• **PROBLEM**
Give back exactly the lines that run from the beginning of the entries to the line containing "pub fn booking_routes(state: Arc<AppConfig>)", both included, and nothing else.

• **TASK DATA**
// libs/booking-cell/src/router.rs
use std::sync::Arc;

use axum::{
    middleware,
    routing::{get, patch, post},
    Router,
};

use shared_config::AppConfig;
use shared_utils::extractor::auth_middleware;

use crate::handlers;

pub fn booking_routes(state: Arc<AppConfig>) -> Router {
    // All booking operations require authentication
    let protected_routes = Router::new()
        .route("/slots", get(handlers::get_available_slots))
        .route("/", post(handlers::book_appointment))
        .route("/search", get(handlers::search_appointments))
        .route("/{appointment_id}", get(handlers::get_appointment))
        .route("/{appointment_id}", patch(handlers::update_appointment))
        .route("/{appointment_id}/cancel", post(handlers::cancel_appointment))
        .route("/{appointment_id}/confirm", post(handlers::confirm_appointment))
        .route("/{appointment_id}/complete", post(handlers::complete_appointment))
        .layer(middleware::from_fn_with_state(state.clone(), auth_middleware));

    Router::new().merge(protected_routes).with_state(state)
}
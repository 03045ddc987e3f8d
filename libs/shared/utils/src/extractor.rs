use std::sync::Arc;

use axum::{
    body::Body,
    extract::State,
    http::Request,
    middleware::Next,
    response::Response,
};

use shared_config::AppConfig;
use shared_models::auth::User;
use shared_models::error::AppError;

use crate::jwt::validate_token;

/// Authentication middleware: validates the bearer token and stores the
/// resulting [`User`] in request extensions for handlers to pick up.
pub async fn auth_middleware(
    State(config): State<Arc<AppConfig>>,
    mut request: Request<Body>,
    next: Next,
) -> Result<Response, AppError> {
    let auth_header = request
        .headers()
        .get("Authorization")
        .ok_or_else(|| AppError::Auth("Missing authorization header".to_string()))?;

    let auth_value = auth_header
        .to_str()
        .map_err(|_| AppError::Auth("Invalid authorization header format".to_string()))?;

    let token = auth_value
        .strip_prefix("Bearer ")
        .ok_or_else(|| AppError::Auth("Invalid authorization header format".to_string()))?;

    let user = validate_token(token, &config.supabase_jwt_secret).map_err(AppError::Auth)?;

    request.extensions_mut().insert(user);

    Ok(next.run(request).await)
}

/// Reject the request unless the authenticated user carries the admin role.
pub fn require_admin(user: &User) -> Result<(), AppError> {
    if user.is_admin() {
        Ok(())
    } else {
        Err(AppError::Forbidden(
            "Administrator role required".to_string(),
        ))
    }
}
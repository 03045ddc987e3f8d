use base64::{engine::general_purpose::URL_SAFE_NO_PAD, Engine};
use chrono::{TimeZone, Utc};
use hmac::{Hmac, Mac};
use sha2::Sha256;
use tracing::debug;

use shared_models::auth::{JwtClaims, User};

type HmacSha256 = Hmac<Sha256>;

/// Validate a Supabase HS256 token and extract the authenticated user.
pub fn validate_token(token: &str, jwt_secret: &str) -> Result<User, String> {
    if jwt_secret.is_empty() {
        return Err("JWT secret is not set".to_string());
    }

    let parts: Vec<&str> = token.split('.').collect();
    if parts.len() != 3 {
        return Err("Invalid token format".to_string());
    }

    let (header_b64, claims_b64, signature_b64) = (parts[0], parts[1], parts[2]);

    let signature = URL_SAFE_NO_PAD
        .decode(signature_b64)
        .map_err(|e| {
            debug!("Failed to decode signature: {}", e);
            "Invalid signature encoding".to_string()
        })?;

    let signed_portion = format!("{}.{}", header_b64, claims_b64);

    let mut mac = HmacSha256::new_from_slice(jwt_secret.as_bytes())
        .map_err(|_| "Failed to create HMAC".to_string())?;
    mac.update(signed_portion.as_bytes());

    if mac.verify_slice(&signature).is_err() {
        debug!("Token signature verification failed");
        return Err("Invalid token signature".to_string());
    }

    let claims_bytes = URL_SAFE_NO_PAD
        .decode(claims_b64)
        .map_err(|_| "Invalid claims encoding".to_string())?;
    let claims_json =
        String::from_utf8(claims_bytes).map_err(|_| "Invalid claims encoding".to_string())?;

    let claims: JwtClaims = serde_json::from_str(&claims_json).map_err(|e| {
        debug!("Failed to parse claims: {}", e);
        "Invalid claims format".to_string()
    })?;

    if let Some(exp) = claims.exp {
        let now = Utc::now().timestamp() as u64;
        if exp < now {
            debug!("Token expired at {} (now: {})", exp, now);
            return Err("Token expired".to_string());
        }
    }

    let created_at = claims
        .iat
        .and_then(|timestamp| Utc.timestamp_opt(timestamp as i64, 0).single());

    let user = User {
        id: claims.sub,
        email: claims.email,
        role: claims.role,
        created_at,
    };

    debug!("Token validated successfully for user: {}", user.id);
    Ok(user)
}

#[cfg(test)]
mod tests {
    use super::*;
    use crate::test_utils::{JwtTestUtils, TestUser};

    const SECRET: &str = "test-secret-key-for-jwt-validation-must-be-long-enough";

    #[test]
    fn test_valid_token_yields_user() {
        let test_user = TestUser::admin("admin@example.com");
        let token = JwtTestUtils::create_test_token(&test_user, SECRET, None);

        let user = validate_token(&token, SECRET).unwrap();

        assert_eq!(user.id, test_user.id);
        assert_eq!(user.email.as_deref(), Some("admin@example.com"));
        assert!(user.is_admin());
    }

    #[test]
    fn test_expired_token_is_rejected() {
        let test_user = TestUser::default();
        let token = JwtTestUtils::create_expired_token(&test_user, SECRET);

        let err = validate_token(&token, SECRET).unwrap_err();
        assert!(err.contains("expired"));
    }

    #[test]
    fn test_wrong_signature_is_rejected() {
        let test_user = TestUser::default();
        let token = JwtTestUtils::create_invalid_signature_token(&test_user);

        assert!(validate_token(&token, SECRET).is_err());
    }

    #[test]
    fn test_malformed_token_is_rejected() {
        let token = JwtTestUtils::create_malformed_token();
        assert!(validate_token(&token, SECRET).is_err());
    }

    #[test]
    fn test_empty_secret_is_rejected() {
        let test_user = TestUser::default();
        let token = JwtTestUtils::create_test_token(&test_user, SECRET, None);

        assert!(validate_token(&token, "").is_err());
    }
}
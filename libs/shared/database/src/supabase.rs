use anyhow::Result;
use reqwest::{
    header::{HeaderMap, HeaderValue, AUTHORIZATION, CONTENT_TYPE},
    Client, Method, StatusCode,
};
use serde::de::DeserializeOwned;
use serde_json::Value;
use thiserror::Error;
use tracing::{debug, error};

use shared_config::AppConfig;

/// Non-success response from the Supabase REST API, preserved with its
/// status so callers can tell a uniqueness conflict (409) from other
/// failures.
#[derive(Debug, Error)]
#[error("Supabase API error ({status}): {message}")]
pub struct ApiError {
    pub status: StatusCode,
    pub message: String,
}

pub struct SupabaseClient {
    client: Client,
    base_url: String,
    anon_key: String,
}

impl SupabaseClient {
    pub fn new(config: &AppConfig) -> Self {
        Self {
            client: Client::new(),
            base_url: config.supabase_url.clone(),
            anon_key: config.supabase_anon_key.clone(),
        }
    }

    fn get_headers(&self, auth_token: Option<&str>) -> HeaderMap {
        let mut headers = HeaderMap::new();

        if let Ok(key) = HeaderValue::from_str(&self.anon_key) {
            headers.insert("apikey", key);
        }
        headers.insert(CONTENT_TYPE, HeaderValue::from_static("application/json"));

        if let Some(token) = auth_token {
            if let Ok(bearer) = HeaderValue::from_str(&format!("Bearer {}", token)) {
                headers.insert(AUTHORIZATION, bearer);
            }
        }

        headers
    }

    pub async fn request<T>(
        &self,
        method: Method,
        path: &str,
        auth_token: Option<&str>,
        body: Option<Value>,
    ) -> Result<T>
    where
        T: DeserializeOwned,
    {
        self.request_with_headers(method, path, auth_token, body, None)
            .await
    }

    /// Same as [`request`], with extra headers merged in (e.g. the PostgREST
    /// `Prefer: return=representation` header on writes).
    pub async fn request_with_headers<T>(
        &self,
        method: Method,
        path: &str,
        auth_token: Option<&str>,
        body: Option<Value>,
        extra_headers: Option<HeaderMap>,
    ) -> Result<T>
    where
        T: DeserializeOwned,
    {
        let url = format!("{}{}", self.base_url, path);
        debug!("Making request to {}", url);

        let mut headers = self.get_headers(auth_token);
        if let Some(extra) = extra_headers {
            headers.extend(extra);
        }

        let mut req = self.client.request(method, &url).headers(headers);

        if let Some(body_data) = body {
            req = req.json(&body_data);
        }

        let response = req.send().await?;

        let status = response.status();
        if !status.is_success() {
            let error_text = response.text().await.unwrap_or_default();
            error!("API error ({}): {}", status, error_text);

            return Err(ApiError {
                status,
                message: error_text,
            }
            .into());
        }

        let data = response.json::<T>().await?;
        Ok(data)
    }

    /// Headers asking PostgREST to return the written row(s).
    pub fn returning_representation() -> HeaderMap {
        let mut headers = HeaderMap::new();
        headers.insert("Prefer", HeaderValue::from_static("return=representation"));
        headers
    }

    pub fn get_base_url(&self) -> &str {
        &self.base_url
    }
}

/// True when the given anyhow error is a Supabase 409 response.
pub fn is_conflict(err: &anyhow::Error) -> bool {
    err.downcast_ref::<ApiError>()
        .map(|api| api.status == StatusCode::CONFLICT)
        .unwrap_or(false)
}
use axum::{
    http::StatusCode,
    response::{IntoResponse, Response},
    Json,
};
use serde_json::json;
use thiserror::Error;

#[derive(Error, Debug)]
pub enum AppError {
    #[error("Authentication error: {0}")]
    Auth(String),

    #[error("Forbidden: {0}")]
    Forbidden(String),

    #[error("Not Found: {0}")]
    NotFound(String),

    #[error("Bad Request: {0}")]
    BadRequest(String),

    #[error("Internal Server Error: {0}")]
    Internal(String),

    #[error("Database error: {0}")]
    Database(String),

    #[error("Validation error: {0}")]
    ValidationError(String),

    #[error("Conflict: {0}")]
    Conflict(String),

    #[error("Policy violation: {0}")]
    PolicyViolation(String),

    #[error("External service error: {0}")]
    ExternalService(String),
}

impl IntoResponse for AppError {
    fn into_response(self) -> Response {
        let (status, message) = match &self {
            AppError::Auth(msg) => (StatusCode::UNAUTHORIZED, msg),
            AppError::Forbidden(msg) => (StatusCode::FORBIDDEN, msg),
            AppError::NotFound(msg) => (StatusCode::NOT_FOUND, msg),
            AppError::BadRequest(msg) => (StatusCode::BAD_REQUEST, msg),
            AppError::Internal(msg) => (StatusCode::INTERNAL_SERVER_ERROR, msg),
            AppError::Database(msg) => (StatusCode::INTERNAL_SERVER_ERROR, msg),
            AppError::ValidationError(msg) => (StatusCode::BAD_REQUEST, msg),
            AppError::Conflict(msg) => (StatusCode::CONFLICT, msg),
            AppError::PolicyViolation(msg) => (StatusCode::UNPROCESSABLE_ENTITY, msg),
            AppError::ExternalService(msg) => (StatusCode::BAD_GATEWAY, msg),
        };

        tracing::error!("Error: {}: {}", status, message);

        let body = Json(json!({
            "error": message
        }));

        (status, body).into_response()
    }
}
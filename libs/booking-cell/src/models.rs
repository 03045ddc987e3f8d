// libs/booking-cell/src/models.rs
use chrono::{DateTime, NaiveDate, NaiveTime, Utc};
use serde::{Deserialize, Serialize};
use std::fmt;
use uuid::Uuid;

// ==============================================================================
// CORE APPOINTMENT MODELS
// ==============================================================================

#[derive(Debug, Clone, Serialize, Deserialize)]
pub struct Appointment {
    pub id: Uuid,
    pub client_id: Uuid,
    pub date: NaiveDate,
    pub start_time: NaiveTime,
    pub session_type: SessionType,
    pub duration_minutes: i32,
    pub price: f64,
    pub payment_status: PaymentStatus,
    pub status: AppointmentStatus,
    pub notes: Option<String>,
    /// Reminder records embedded in the appointment row; they live and die
    /// with their parent and are never addressed on their own.
    pub reminders: Vec<Reminder>,
    pub cancellation_reason: Option<String>,
    pub cancelled_at: Option<DateTime<Utc>>,
    pub cancelled_by: Option<ActorRole>,
    pub session_notes: Option<String>,
    pub follow_up_required: bool,
    pub follow_up_date: Option<NaiveDate>,
    pub created_at: DateTime<Utc>,
    pub updated_at: DateTime<Utc>,
}

impl Appointment {
    /// Session start as a UTC instant.
    pub fn start_datetime(&self) -> DateTime<Utc> {
        self.date.and_time(self.start_time).and_utc()
    }

    /// Session end: start plus the booked duration.
    pub fn end_datetime(&self) -> DateTime<Utc> {
        self.start_datetime() + chrono::Duration::minutes(self.duration_minutes as i64)
    }

    /// Active appointments occupy their slot and are eligible for reminders.
    pub fn is_active(&self) -> bool {
        matches!(
            self.status,
            AppointmentStatus::Scheduled | AppointmentStatus::Confirmed
        )
    }
}

#[derive(Debug, Clone, Copy, Serialize, Deserialize, PartialEq, Eq)]
#[serde(rename_all = "snake_case")]
pub enum AppointmentStatus {
    Scheduled,
    Confirmed,
    Completed,
    Cancelled,
    NoShow,
}

impl AppointmentStatus {
    pub fn is_terminal(&self) -> bool {
        matches!(
            self,
            AppointmentStatus::Completed | AppointmentStatus::Cancelled | AppointmentStatus::NoShow
        )
    }
}

impl fmt::Display for AppointmentStatus {
    fn fmt(&self, f: &mut fmt::Formatter<'_>) -> fmt::Result {
        match self {
            AppointmentStatus::Scheduled => write!(f, "scheduled"),
            AppointmentStatus::Confirmed => write!(f, "confirmed"),
            AppointmentStatus::Completed => write!(f, "completed"),
            AppointmentStatus::Cancelled => write!(f, "cancelled"),
            AppointmentStatus::NoShow => write!(f, "no_show"),
        }
    }
}

#[derive(Debug, Clone, Copy, Serialize, Deserialize, PartialEq, Eq)]
#[serde(rename_all = "snake_case")]
pub enum SessionType {
    Individual,
    Couple,
    Online,
    InPerson,
}

impl fmt::Display for SessionType {
    fn fmt(&self, f: &mut fmt::Formatter<'_>) -> fmt::Result {
        match self {
            SessionType::Individual => write!(f, "individual"),
            SessionType::Couple => write!(f, "couple"),
            SessionType::Online => write!(f, "online"),
            SessionType::InPerson => write!(f, "in_person"),
        }
    }
}

#[derive(Debug, Clone, Copy, Serialize, Deserialize, PartialEq, Eq)]
#[serde(rename_all = "snake_case")]
pub enum PaymentStatus {
    Pending,
    Paid,
    Refunded,
}

/// Capability parameter for lifecycle transitions: who is asking.
#[derive(Debug, Clone, Copy, Serialize, Deserialize, PartialEq, Eq)]
#[serde(rename_all = "snake_case")]
pub enum ActorRole {
    Client,
    Admin,
    System,
}

impl fmt::Display for ActorRole {
    fn fmt(&self, f: &mut fmt::Formatter<'_>) -> fmt::Result {
        match self {
            ActorRole::Client => write!(f, "client"),
            ActorRole::Admin => write!(f, "admin"),
            ActorRole::System => write!(f, "system"),
        }
    }
}

// ==============================================================================
// REMINDER SUB-DOCUMENTS
// ==============================================================================

#[derive(Debug, Clone, Serialize, Deserialize, PartialEq)]
pub struct Reminder {
    pub channel: ReminderChannel,
    pub sent: bool,
    pub sent_at: Option<DateTime<Utc>>,
    pub scheduled_for: DateTime<Utc>,
}

impl Reminder {
    /// Unsent and already past its scheduled dispatch time.
    pub fn is_due(&self, now: DateTime<Utc>) -> bool {
        !self.sent && self.scheduled_for <= now
    }
}

#[derive(Debug, Clone, Copy, Serialize, Deserialize, PartialEq, Eq)]
#[serde(rename_all = "snake_case")]
pub enum ReminderChannel {
    Email,
    Sms,
}

// ==============================================================================
// REQUEST/RESPONSE MODELS
// ==============================================================================

#[derive(Debug, Clone, Serialize, Deserialize)]
pub struct BookAppointmentRequest {
    pub client_id: Uuid,
    pub date: NaiveDate,
    /// `HH:MM`, validated against the business-hours template.
    pub start_time: String,
    pub session_type: SessionType,
    pub duration_minutes: i32,
    pub price: f64,
    pub notes: Option<String>,
}

#[derive(Debug, Clone, Default, Serialize, Deserialize)]
pub struct UpdateAppointmentRequest {
    pub date: Option<NaiveDate>,
    pub start_time: Option<String>,
    pub notes: Option<String>,
    pub payment_status: Option<PaymentStatus>,
}

impl UpdateAppointmentRequest {
    pub fn is_reschedule(&self) -> bool {
        self.date.is_some() || self.start_time.is_some()
    }
}

#[derive(Debug, Clone, Serialize, Deserialize)]
pub struct CancelAppointmentRequest {
    pub reason: String,
}

#[derive(Debug, Clone, Serialize, Deserialize)]
pub struct CompleteAppointmentRequest {
    pub session_notes: String,
    pub follow_up_required: Option<bool>,
    pub follow_up_date: Option<NaiveDate>,
}

#[derive(Debug, Clone, Default, Serialize, Deserialize)]
pub struct AppointmentSearchQuery {
    pub client_id: Option<Uuid>,
    pub status: Option<AppointmentStatus>,
    pub from_date: Option<NaiveDate>,
    pub to_date: Option<NaiveDate>,
    pub limit: Option<i32>,
    pub offset: Option<i32>,
}

// ==============================================================================
// ERROR TYPES
// ==============================================================================

#[derive(Debug, Clone, Serialize, Deserialize, thiserror::Error)]
pub enum AppointmentError {
    #[error("Appointment not found")]
    NotFound,

    #[error("Requested slot is already booked")]
    SlotTaken,

    #[error("Policy violation: {0}")]
    PolicyViolation(String),

    #[error("Appointment cannot be modified in current status: {0}")]
    InvalidStatusTransition(AppointmentStatus),

    #[error("Invalid appointment time: {0}")]
    InvalidTime(String),

    #[error("Validation error: {0}")]
    ValidationError(String),

    #[error("Unauthorized access to appointment")]
    Unauthorized,

    #[error("Database error: {0}")]
    DatabaseError(String),
}
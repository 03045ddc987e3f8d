use std::net::SocketAddr;
use std::sync::Arc;
use dotenv::dotenv;
use tokio::net::TcpListener;
use tower_http::cors::{CorsLayer, Any};
use tower_http::trace::{self, TraceLayer};
use tracing::{Level, error, info};
use tracing_subscriber::{layer::SubscriberExt, util::SubscriberInitExt};

mod router;

use reminder_cell::services::{EmailNotificationService, ReminderScheduler};
use shared_config::AppConfig;

#[tokio::main]
async fn main() {
    // Loading Env Vars
    dotenv().ok();

    // Initialize tracing
    tracing_subscriber::registry()
        .with(tracing_subscriber::EnvFilter::new(
            std::env::var("RUST_LOG").unwrap_or_else(|_| "info,tower_http=debug".into()),
        ))
        .with(tracing_subscriber::fmt::layer())
        .init();

    info!("Starting Luma Clinic API server");

    // Load configuration
    let config = AppConfig::from_env();

    // Set up CORS
    let cors = CorsLayer::new()
        .allow_origin(Any)
        .allow_methods(Any)
        .allow_headers(Any);

    // Create shared state
    let state = Arc::new(config);

    // Background reminder scheduler
    let notifier = Arc::new(EmailNotificationService::new(&state));
    let scheduler = Arc::new(ReminderScheduler::new(&state, notifier));
    if let Err(e) = scheduler.start().await {
        error!("Failed to start reminder scheduler: {}", e);
    }

    // Build the application router
    let app = router::create_router(state, scheduler)
        .layer(
            TraceLayer::new_for_http()
                .make_span_with(trace::DefaultMakeSpan::new()
                    .level(Level::INFO))
                .on_response(trace::DefaultOnResponse::new()
                    .level(Level::INFO)),
        )
        .layer(cors);

    // Run the server
    let addr = SocketAddr::from(([0, 0, 0, 0], 3000));
    info!("Listening on {}", addr);

    let listener = TcpListener::bind(addr).await.unwrap();
    axum::serve(listener, app)
        .await
        .unwrap();
}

• **EXERCISE RESPONSE**
// libs/booking-cell/src/router.rs
use std::sync::Arc;

use axum::{
    middleware,
    routing::{get, patch, post},
    Router,
};

use shared_config::AppConfig;
use shared_utils::extractor::auth_middleware;

use crate::handlers;

pub fn booking_routes(state: Arc<AppConfig>) -> Router {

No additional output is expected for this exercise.